2025-09-16 バージニア工科大学(Virginia Tech)

A 3D image of viral RNA interacting with host protein created by the ProRNA3D-single tool.
<関連情報>
- https://news.vt.edu/articles/2025/09/eng-cs-groundbreaking-AI-aims-to-speed-lifesaving-therapies.html
- https://www.cell.com/cell-systems/abstract/S2405-4712(25)00233-9
幾何学的アテンション機構を組み込んだ生物言語モデルのペアリングによる単一配列タンパク質-RNA複合体構造予測 Single-sequence protein-RNA complex structure prediction by geometric attention-enabled pairing of biological language models
Rahmatullah Roche ∙ Sumit Tarafder ∙ Debswapna Bhattacharya
Cell Systems Published:September 16, 2025
DOI:https://doi.org/10.1016/j.cels.2025.101400
Highlights
- A protein-RNA complex structure prediction method with single-sequence input
- Employs geometric attention-enabled pairing of heterogenous biological language models
- Outperforms state-of-the-art methods when evolutionary information is limited
Summary
Groundbreaking progress has been made in structure prediction of biomolecular assemblies, including the recent breakthrough of AlphaFold 3. However, it remains challenging for AlphaFold 3 and other state-of-the-art deep-learning-based methods to accurately predict protein-RNA complex structures, in part due to the limited availability of evolutionary information related to protein-RNA interactions that are used as inputs to the existing approaches.
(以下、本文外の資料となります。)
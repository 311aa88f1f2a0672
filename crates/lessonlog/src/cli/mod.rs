//! Command-line interface for lessonlog.
//!
//! This module provides the CLI structure for the `lessonlog` binary.

mod commands;

use std::path::PathBuf;

use clap::{Parser, Subcommand};

pub use commands::{
    sort_state, ConfigCommand, FontCommand, FormCommand, ImportCommand, ReportCommand,
    ResetCommand, SchoolCommand, ShowCommand, SortArg, StatusCommand, StrategyCommand,
    SubjectCommand, ViewArg,
};

use crate::logging::Verbosity;

/// lessonlog - Record teaching activity and report on it
///
/// Keeps lesson counts, strategy usage, extracurricular activities and
/// resource-room usage in a local store, and renders charts and summaries.
#[derive(Debug, Parser)]
#[command(name = "lessonlog")]
#[command(author, version, about, long_about = None)]
#[command(propagate_version = true)]
pub struct Cli {
    /// Path to custom configuration file
    #[arg(short, long, global = true, value_name = "FILE")]
    pub config: Option<PathBuf>,

    /// Increase verbosity (-v for debug, -vv for trace)
    #[arg(short, long, action = clap::ArgAction::Count, global = true)]
    pub verbose: u8,

    /// Suppress all output except errors
    #[arg(short, long, global = true)]
    pub quiet: bool,

    /// The command to execute
    #[command(subcommand)]
    pub command: Command,
}

/// Available commands.
#[derive(Debug, Subcommand)]
pub enum Command {
    /// Render a view
    Show(ShowCommand),

    /// Edit general form fields and counters
    #[command(subcommand)]
    Form(FormCommand),

    /// Manage teaching-strategy rows
    #[command(subcommand)]
    Strategy(StrategyCommand),

    /// Print the report
    Report(ReportCommand),

    /// Edit school information
    #[command(subcommand)]
    School(SchoolCommand),

    /// Manage the subject list
    #[command(subcommand)]
    Subject(SubjectCommand),

    /// Set the interface font size
    Font(FontCommand),

    /// Restore all data to its initial values
    Reset(ResetCommand),

    /// Print all stored data as JSON
    Export,

    /// Replace all stored data from an exported JSON file
    Import(ImportCommand),

    /// Show store status
    Status(StatusCommand),

    /// View or validate configuration
    #[command(subcommand)]
    Config(ConfigCommand),
}

impl Cli {
    /// Get the verbosity level based on flags.
    #[must_use]
    pub fn verbosity(&self) -> Verbosity {
        Verbosity::from_flags(self.quiet, self.verbose)
    }
}

#[cfg(test)]
mod tests {
    use super::*;
    use clap::CommandFactory;

    #[test]
    fn test_cli_name() {
        let cli = Cli::command();
        assert_eq!(cli.get_name(), "lessonlog");
    }

    #[test]
    fn test_cli_verify() {
        Cli::command().debug_assert();
    }

    #[test]
    fn test_verbosity_flags() {
        let cli = Cli::try_parse_from(["lessonlog", "-q", "export"]).unwrap();
        assert_eq!(cli.verbosity(), Verbosity::Quiet);

        let cli = Cli::try_parse_from(["lessonlog", "-vv", "export"]).unwrap();
        assert_eq!(cli.verbosity(), Verbosity::Trace);

        let cli = Cli::try_parse_from(["lessonlog", "export"]).unwrap();
        assert_eq!(cli.verbosity(), Verbosity::Normal);
    }

    #[test]
    fn test_parse_show_defaults_to_dashboard() {
        let cli = Cli::try_parse_from(["lessonlog", "show"]).unwrap();
        match cli.command {
            Command::Show(show) => {
                assert_eq!(show.view, ViewArg::Dashboard);
                assert!(show.sort.is_empty());
            }
            other => panic!("unexpected command: {other:?}"),
        }
    }

    #[test]
    fn test_parse_show_with_repeated_sort() {
        let cli = Cli::try_parse_from([
            "lessonlog", "show", "dashboard", "--sort", "active", "--sort", "active",
        ])
        .unwrap();
        match cli.command {
            Command::Show(show) => assert_eq!(show.sort, vec![SortArg::Active, SortArg::Active]),
            other => panic!("unexpected command: {other:?}"),
        }
    }

    #[test]
    fn test_parse_form_set_negative_value() {
        let cli = Cli::try_parse_from(["lessonlog", "form", "set", "units", "-3"]).unwrap();
        match cli.command {
            Command::Form(FormCommand::Set { field, value }) => {
                assert_eq!(field, "units");
                assert_eq!(value, "-3");
            }
            other => panic!("unexpected command: {other:?}"),
        }
    }

    #[test]
    fn test_parse_strategy_delete() {
        let cli = Cli::try_parse_from(["lessonlog", "strategy", "delete", "4", "--yes"]).unwrap();
        assert!(matches!(
            cli.command,
            Command::Strategy(StrategyCommand::Delete { id: 4, yes: true })
        ));
    }

    #[test]
    fn test_describe_needs_text_or_generate() {
        assert!(Cli::try_parse_from(["lessonlog", "strategy", "describe", "1"]).is_err());
        assert!(Cli::try_parse_from([
            "lessonlog", "strategy", "describe", "1", "--text", "x", "--generate"
        ])
        .is_err());
        assert!(Cli::try_parse_from(["lessonlog", "strategy", "describe", "1", "--generate"]).is_ok());
    }

    #[test]
    fn test_parse_font_accepts_negative() {
        let cli = Cli::try_parse_from(["lessonlog", "font", "-5"]).unwrap();
        assert!(matches!(cli.command, Command::Font(FontCommand { size: -5 })));
    }

    #[test]
    fn test_parse_with_config() {
        let cli = Cli::try_parse_from(["lessonlog", "-c", "/custom/config.toml", "status"]).unwrap();
        assert_eq!(cli.config, Some(PathBuf::from("/custom/config.toml")));
    }

    #[test]
    fn test_parse_school_logo() {
        let cli = Cli::try_parse_from(["lessonlog", "school", "logo", "logo.png"]).unwrap();
        match cli.command {
            Command::School(SchoolCommand::Logo { file }) => {
                assert_eq!(file, PathBuf::from("logo.png"));
            }
            other => panic!("unexpected command: {other:?}"),
        }
    }
}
Here, we introduce ProRNA3D-single, a deep-learning framework for protein-RNA complex structure prediction. Using a geometric attention-enabled pairing of biological language models of protein and RNA, a previously unexplored avenue, ProRNA3D-single predicts interatomic protein-RNA interaction maps, which are then transformed into multi-scale geometric restraints for modeling 3D structures of protein-RNA complexes via geometry optimization. Benchmark tests show that ProRNA3D-single outperforms state-of-the-art methods, including AlphaFold 3, particularly when evolutionary information is limited, and exhibits robustness and performance resilience by attaining state-of-the-art accuracy with only single-sequence input.